Depois da reprovação do comportamento do espetador provocador, do desconforto cada vez mais palpável que se transformava em anuência, surgiram os primeiros protestos da plateia. Uns gritavam «Não passarão» ao som de palmas de incentivo daqueles (como eu) que não se atreviam a gritar em protesto. Cantou-se a «Grândola vila morena», gritaram-se insultos, várias pessoas abandonaram a sala e ele continuava a discursar, num fervor, por vezes quase silenciado pelos cânticos antifascistas da plateia, outras vezes completamente percetível, com o seu discurso a ferir, a mostrar o nosso silêncio, a nossa inoperância, a nossa passividade.

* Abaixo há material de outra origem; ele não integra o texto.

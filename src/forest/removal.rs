use alloc::vec::Vec;
use core::fmt::Debug;
use log::debug;
use crate::{storage::Storage, util::corrupted};
use super::{Forest, Node, TreeId};

/// A step of the post-order walk performed by removal.
#[derive(Copy, Clone, Debug)]
enum Visit<K> {
    /// The children of the node have yet to be scheduled.
    Enter(K),
    /// Both subtrees of the node are gone, so the node itself can go.
    Leave(K),
}

impl<T, K, S> Forest<T, K, S>
where
    S: Storage<Element = Node<T, K>, Key = K>,
    K: Copy + Debug + Eq,
{
    /// Removes the node together with all of its descendants, returning how many nodes were removed.
    ///
    /// Descendants are removed before their ancestors, in post-order, and each removed payload is passed to the finalizer of the tree, if it has one. If the node was the root, the whole tree ceases to exist; otherwise, its parent loses the corresponding child and the tree shrinks accordingly.
    ///
    /// Removing a node which does not exist (anymore) does nothing and returns 0.
    ///
    /// # Example
    /// ```rust
    /// # use bitree::Forest;
    /// let mut forest = Forest::<_>::new();
    /// let root = forest.create(None, 0);
    /// let left = forest.insert_left(root, 1).unwrap();
    /// forest.insert_left(left, 2).unwrap();
    /// forest.insert_right(left, 3).unwrap();
    ///
    /// assert_eq!(forest.remove(left), 3);
    /// assert!(forest.is_leaf(root));
    /// assert_eq!(forest.size(root), 1);
    /// // Stale keys are ignored.
    /// assert_eq!(forest.remove(left), 0);
    /// ```
    pub fn remove(&mut self, node: K) -> usize {
        let tree = match self.nodes.get(&node) {
            Some(x) => x.tree,
            None => return 0,
        };
        // Cloned out because the record may be retired before the last payload is finalized
        let finalizer = self.record(tree).finalizer.clone();
        let mut removed = 0;
        let mut stack = Vec::new();
        stack.push(Visit::Enter(node));
        while let Some(visit) = stack.pop() {
            match visit {
                Visit::Enter(key) => {
                    let children = self.linked(key).children();
                    stack.push(Visit::Leave(key));
                    // Right first, so that the left subtree is popped first
                    stack.extend(children.into_iter().rev().map(Visit::Enter));
                }
                Visit::Leave(key) => {
                    let removed_node = self
                        .nodes
                        .remove(&key)
                        .unwrap_or_else(|| corrupted("a link points to a removed node"));
                    self.unlink(key, removed_node.parent, removed_node.tree);
                    removed += 1;
                    match &finalizer {
                        Some(finalizer) => finalizer.finalize(removed_node.value),
                        None => drop(removed_node.value),
                    }
                }
            }
        }
        debug!("removed {} node(s) under {:?} from tree {}", removed, node, tree);
        removed
    }

    /// Detaches an already removed node from its parent, or retires its tree if it was the root.
    fn unlink(&mut self, key: K, parent: Option<K>, tree: TreeId) {
        match parent {
            Some(parent) => {
                let parent_node = self.linked_mut(parent);
                let side = parent_node
                    .side_of(key)
                    .unwrap_or_else(|| corrupted("a parent does not list its child"));
                *parent_node.child_mut(side) = None;
                self.record_mut(tree).size -= 1;
            }
            None => {
                self.trees.remove(&tree);
                debug!("tree {} is gone", tree);
            }
        }
    }
}
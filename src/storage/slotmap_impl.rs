use slotmap::{SlotMap, HopSlotMap, DenseSlotMap, Key};
use super::Storage;

// Slotmap keys are versioned already, so stale keys come back as `None` without any extra work.
macro_rules! impl_storage_for_slotmap {
    ($($map:ident),+ $(,)?) => {$(
        impl<K: Key, V> Storage for $map<K, V> {
            type Key = K;
            type Element = V;

            #[inline(always)]
            fn add(&mut self, element: Self::Element) -> Self::Key {
                $map::insert(self, element)
            }
            #[inline(always)]
            fn remove(&mut self, key: &Self::Key) -> Option<Self::Element> {
                $map::remove(self, *key)
            }
            #[inline(always)]
            fn len(&self) -> usize {
                $map::len(self)
            }
            #[inline(always)]
            fn with_capacity(capacity: usize) -> Self {
                $map::with_capacity_and_key(capacity)
            }
            #[inline(always)]
            fn get(&self, key: &Self::Key) -> Option<&Self::Element> {
                $map::get(self, *key)
            }
            #[inline(always)]
            fn get_mut(&mut self, key: &Self::Key) -> Option<&mut Self::Element> {
                $map::get_mut(self, *key)
            }
            #[inline(always)]
            fn contains_key(&self, key: &Self::Key) -> bool {
                $map::contains_key(self, *key)
            }
            #[inline(always)]
            fn capacity(&self) -> usize {
                $map::capacity(self)
            }
            #[inline(always)]
            fn reserve(&mut self, additional: usize) {
                $map::reserve(self, additional)
            }
        }
    )+};
}

impl_storage_for_slotmap!(SlotMap, HopSlotMap, DenseSlotMap);

#[cfg(test)]
mod tests {
    use crate::{forest::{Forest, Node}, traversal::Order, SlotMapForest};
    use alloc::string::{String, ToString};
    use pretty_assertions::assert_eq;
    use slotmap::{DefaultKey, DenseSlotMap, HopSlotMap, SlotMap};

    macro_rules! forest_lifecycle_on {
        ($($name:ident: $map:ident),+ $(,)?) => {$(
            #[test]
            fn $name() {
                let mut forest =
                    Forest::<String, DefaultKey, $map<DefaultKey, Node<String, DefaultKey>>>::new();
                let a = forest.create(None, "a".to_string());
                let b = forest.insert_left(a, "b".to_string()).unwrap();
                let c = forest.insert_right(a, "c".to_string()).unwrap();
                assert_eq!(forest.size(a), 3);

                let spelled: String = forest
                    .traverse(b, Order::Inorder)
                    .map(|x| x.value().as_str())
                    .collect();
                assert_eq!(spelled, "bac");

                assert_eq!(forest.remove(b), 1);
                assert_eq!(forest.remove(b), 0);
                assert!(!forest.contains(b));
                assert_eq!(forest.value_of(b), None);
                for order in Order::ALL {
                    assert_eq!(forest.step(b, order), b);
                }

                // The freed place gets reused without reviving the old key.
                let d = forest.insert_left(a, "d".to_string()).unwrap();
                assert_ne!(d, b);
                assert_eq!(forest.value_of(b), None);
                assert_eq!(forest.size(c), 3);

                assert_eq!(forest.remove(a), 3);
                assert_eq!(forest.num_nodes(), 0);
                assert_eq!(forest.num_trees(), 0);
            }
        )+};
    }
    forest_lifecycle_on! {
        slot_map_forest: SlotMap,
        hop_slot_map_forest: HopSlotMap,
        dense_slot_map_forest: DenseSlotMap,
    }

    #[test]
    fn slot_map_forest_alias() {
        let mut forest = SlotMapForest::<u32>::new();
        let x = forest.create(None, 1);
        let y = forest.create(None, 2);
        assert_eq!(forest.merge(x, y, None), Ok(x));
        assert_eq!(forest.right_of(x), None);
        assert_eq!(forest.left_of(x), Some(y));
        let keys: alloc::vec::Vec<_> = forest.preorder(x).map(|n| n.key()).collect();
        assert_eq!(keys, [x, y]);
    }
}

E quando finalmente acabou, senti-me mal. Muito mal. Quis ter tido coragem de ser aquela mulher exaltada duas filas atrás da minha, que por momentos temi que saltasse para o palco e desatasse à bofetada ao ator, quis ter sido aquelas pessoas que cantaram em fúria, que vociferaram «Não passarão», mesmo perante o olhar de reprovação de várias outras pessoas da assistência. Porque, a dado momento, aquilo já não era uma peça de teatro, aquilo era uma análise do nosso comportamento social. E dali, o que se concluiu, é que somos seres essencialmente passivos, que preferimos sentir a vergonha da inoperância, a culpa da passividade, ao invés do arrebate algo insano, à impetuosidade mesmo que ingênua, à impulsividade da ação. E mesmo quando nos rebelamos, fazemo-lo num arrufo do momento, uma ação que logo saneamos sem contemplações, porque não queremos ficar retratados como arruaceiros malucos.

A passividade dos desconhecidos sentados à minha direita e à minha frente, mostraram-me o quanto sou influenciável pela aprovação ou reprovação alheia, o quanto me deixo tolher pela opinião dos meus pares. O meu discurso é um e a minha ação é outra. E como eu, muitos.

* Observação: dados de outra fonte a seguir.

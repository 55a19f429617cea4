//! Implements arena-allocated linked binary trees which can be merged, pruned and walked one node at a time.
//!
//! # Overview
//! All nodes live in a [`Forest`], an arena which can hold any number of independent binary trees at once. Instead of pointers, nodes link to their parents and children through *keys* into the arena's backing [storage]. Every tree keeps one shared record of its root, its size and its optional [`Finalizer`], and every node knows which record it belongs to, so any node can answer "which tree am I in and how big is it" in constant time.
//!
//! The trees are deliberately unordered: the caller always chooses where a node goes. On top of the usual insertion and removal, forests support:
//! - **Greedy merging**: [`Forest::merge`] grafts a whole tree into a free child slot of any node of another tree, or, if the destination is a full root, puts both trees under a brand-new root.
//! - **Successor stepping**: [`Forest::next_preorder`], [`next_postorder`], [`next_inorder`] and [`next_level_order`] compute the node which a traversal in the given order would visit right after a given one, using nothing but the links of the tree. Stepping from any node `size` times comes back around to it, having visited every node of the tree exactly once. The [`traversal`] module wraps this into iterators.
//!
//! # Example
//! ```rust
//! use bitree::{Forest, Order};
//!
//! let mut forest = Forest::<_>::new();
//! let a = forest.create(None, 'A');
//! let b = forest.insert_left(a, 'B').unwrap();
//! let c = forest.insert_right(a, 'C').unwrap();
//! assert_eq!(forest.size(a), 3);
//!
//! assert_eq!(forest.next_preorder(a), b);
//! assert_eq!(forest.next_preorder(b), c);
//! // Stepping past the last node wraps around to the first one.
//! assert_eq!(forest.next_preorder(c), a);
//!
//! let inorder: String = forest.traverse(b, Order::Inorder).map(|node| *node.value()).collect();
//! assert_eq!(inorder, "BAC");
//! ```
//!
//! # Feature flags
//! - `std` (**enabled by default**): enables the standard library support of the dependencies. Without it, the crate is `no_std` but still requires `alloc`.
//! - `unwind_safety` (**enabled by default**): aborts the process if a finalizer panics in the middle of a removal, instead of unwinding through a half-updated forest. Requires `std`.
//! - `slotmap`: adds `Storage` trait implementations for [`SlotMap`], [`HopSlotMap`] and [`DenseSlotMap`].
//! - `doc_cfg`: annotates feature-gated items in the documentation. **Requires a nightly compiler.**
//!
//! # Public dependencies
//! - `arrayvec` (**required**): `^0.5`
//! - `slotmap` (*optional*): `^1.0`
//!
//! [storage]: storage/index.html " "
//! [`next_postorder`]: struct.Forest.html#method.next_postorder " "
//! [`next_inorder`]: struct.Forest.html#method.next_inorder " "
//! [`next_level_order`]: struct.Forest.html#method.next_level_order " "
//! [`traversal`]: traversal/index.html " "
//! [`SlotMap`]: https://docs.rs/slotmap/*/slotmap/struct.SlotMap.html " "
//! [`HopSlotMap`]: https://docs.rs/slotmap/*/slotmap/hop/struct.HopSlotMap.html " "
//! [`DenseSlotMap`]: https://docs.rs/slotmap/*/slotmap/dense/struct.DenseSlotMap.html " "

#![warn(
    rust_2018_idioms,
    clippy::cargo,
    clippy::nursery,
    missing_copy_implementations,
    missing_debug_implementations,
    missing_docs,
    unused_qualifications,
    variant_size_differences,
    clippy::cast_lossless,
    clippy::checked_conversions,
    clippy::copy_iterator,
    clippy::expl_impl_clone_on_copy,
    clippy::explicit_iter_loop,
    clippy::explicit_into_iter_loop,
    clippy::filter_map_next,
    clippy::map_flatten,
    clippy::map_unwrap_or,
    clippy::fn_params_excessive_bools,
    clippy::implicit_saturating_sub,
    clippy::inefficient_to_string,
    clippy::items_after_statements,
    clippy::large_stack_arrays,
    clippy::let_unit_value,
    clippy::macro_use_imports,
    clippy::match_same_arms,
    clippy::match_wildcard_for_single_variants,
    clippy::mut_mut,
    clippy::needless_continue,
    clippy::needless_pass_by_value,
    clippy::option_option,
    clippy::range_plus_one,
    clippy::range_minus_one,
    clippy::redundant_closure_for_method_calls,
    clippy::same_functions_in_if_condition,
    clippy::similar_names,
    clippy::single_match_else,
    clippy::string_add_assign,
    clippy::too_many_lines,
    clippy::type_repetition_in_bounds,
    clippy::trivially_copy_pass_by_ref,
    clippy::unicode_not_nfc,
    clippy::unnested_or_patterns,
    clippy::unused_self,
    clippy::used_underscore_binding,
    clippy::clone_on_ref_ptr,
    clippy::dbg_macro,
    clippy::decimal_literal_representation,
    clippy::get_unwrap,
    clippy::rest_pat_in_fully_bound_structs,
    clippy::unneeded_field_pattern,
    clippy::unwrap_used, // Only .expect() allowed
    clippy::use_debug,
    clippy::verbose_file_reads,
)]
#![deny(
    anonymous_parameters,
    bare_trait_objects,
    clippy::exit,
)]
#![allow(clippy::use_self)]
#![cfg_attr(not(feature = "std"), no_std)]
#![cfg_attr(feature = "doc_cfg", feature(doc_cfg))]

extern crate alloc;

pub mod storage;
#[doc(no_inline)]
pub use storage::{Storage, DefaultStorage, SparseKey, SparseVec};

pub mod forest;
pub use forest::{Forest, Finalizer, Node, NodeRef, NodeRefMut};
#[cfg(feature = "slotmap")]
#[cfg_attr(feature = "doc_cfg", doc(cfg(feature = "slotmap")))]
pub use forest::SlotMapForest;

pub mod traversal;
pub use traversal::{Order, Steps};

/// A prelude for using the crate, containing the most used types in a renamed form for safe glob-importing.
pub mod prelude {
    #[doc(no_inline)]
    pub use crate::storage::{
        Storage as TreeStorage,
        SparseVec as SparseTreeStorage,
        DefaultStorage as DefaultTreeStorage,
    };
    #[doc(no_inline)]
    pub use crate::forest::{
        Forest as BinaryForest,
        Finalizer as NodeFinalizer,
        NodeRef as BinaryTreeNodeRef,
        NodeRefMut as BinaryTreeNodeRefMut,
    };
    #[doc(no_inline)]
    pub use crate::traversal::Order as TraversalOrder;
    #[doc(no_inline)]
    pub use crate::{Error as TreeError, Side as ChildSide};
}

pub(crate) mod util;

use core::fmt::{self, Formatter, Display};

/// One of the two child slots of a node.
#[derive(Copy, Clone, Debug, PartialEq, Eq, Hash)]
pub enum Side {
    /// The left child slot.
    Left,
    /// The right child slot.
    Right,
}
impl Side {
    /// Returns the other side.
    #[inline]
    pub const fn opposite(self) -> Self {
        match self {
            Self::Left => Self::Right,
            Self::Right => Self::Left,
        }
    }
}
impl Display for Side {
    #[inline]
    fn fmt(&self, f: &mut Formatter<'_>) -> fmt::Result {
        f.pad(match self {
            Self::Left => "left",
            Self::Right => "right",
        })
    }
}

/// The error type returned by the fallible operations on forests.
#[derive(Copy, Clone, Debug, PartialEq, Eq, Hash, thiserror::Error)]
pub enum Error {
    /// A node which the operation requires does not exist, either because its key was never issued by the forest or because the node has been removed since.
    #[error("the node does not exist in the forest")]
    MissingNode,
    /// The child slot which was supposed to receive a new node is already taken. Insertion never overwrites existing children.
    #[error("the {0} child slot is already occupied")]
    SlotOccupied(Side),
    /// The trees passed to [`Forest::merge`] cannot be merged. Contains the reason.
    ///
    /// [`Forest::merge`]: struct.Forest.html#method.merge " "
    #[error("cannot merge the trees")]
    IncompatibleTrees(#[from] Incompatibility),
}

/// The reason why two trees cannot be merged.
#[derive(Copy, Clone, Debug, PartialEq, Eq, Hash, thiserror::Error)]
pub enum Incompatibility {
    /// The node to be grafted is not the root of its tree. Only whole trees can be grafted.
    #[error("the grafted node is not the root of its tree")]
    NotARoot,
    /// Both nodes already are in the same tree.
    #[error("both nodes belong to the same tree")]
    SameTree,
    /// The trees do not share the same finalizer (or one has a finalizer and the other doesn't), so the merged tree couldn't finalize all of its nodes consistently.
    #[error("the trees have different finalizers")]
    FinalizerMismatch,
    /// The destination node has no free child slot, and a new root could not be created over it, either because it is not the root of its tree or because no payload for the new root was provided.
    #[error("the destination is a full branch and no new root can be created over it")]
    NoMatchingShape,
}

E a arte é, numa das suas possíveis definições, esta capacidade de criar desconforto, vergonha e culpa, de transbordar para além das fronteiras físicas de uma sala, de um texto escrito e interpretado por atores, da cenografia, em cada objeto montado e mexido num palco. A capacidade de roer e escarafunchar mesmo quando o objeto artístico já ali não está e apenas vive na memória.

E desta peça de arte, percebo que, no fim - caramba -  é mesmo normal, expectável, «que eles passem», mesmo que eu sussurre «Não passarão!!»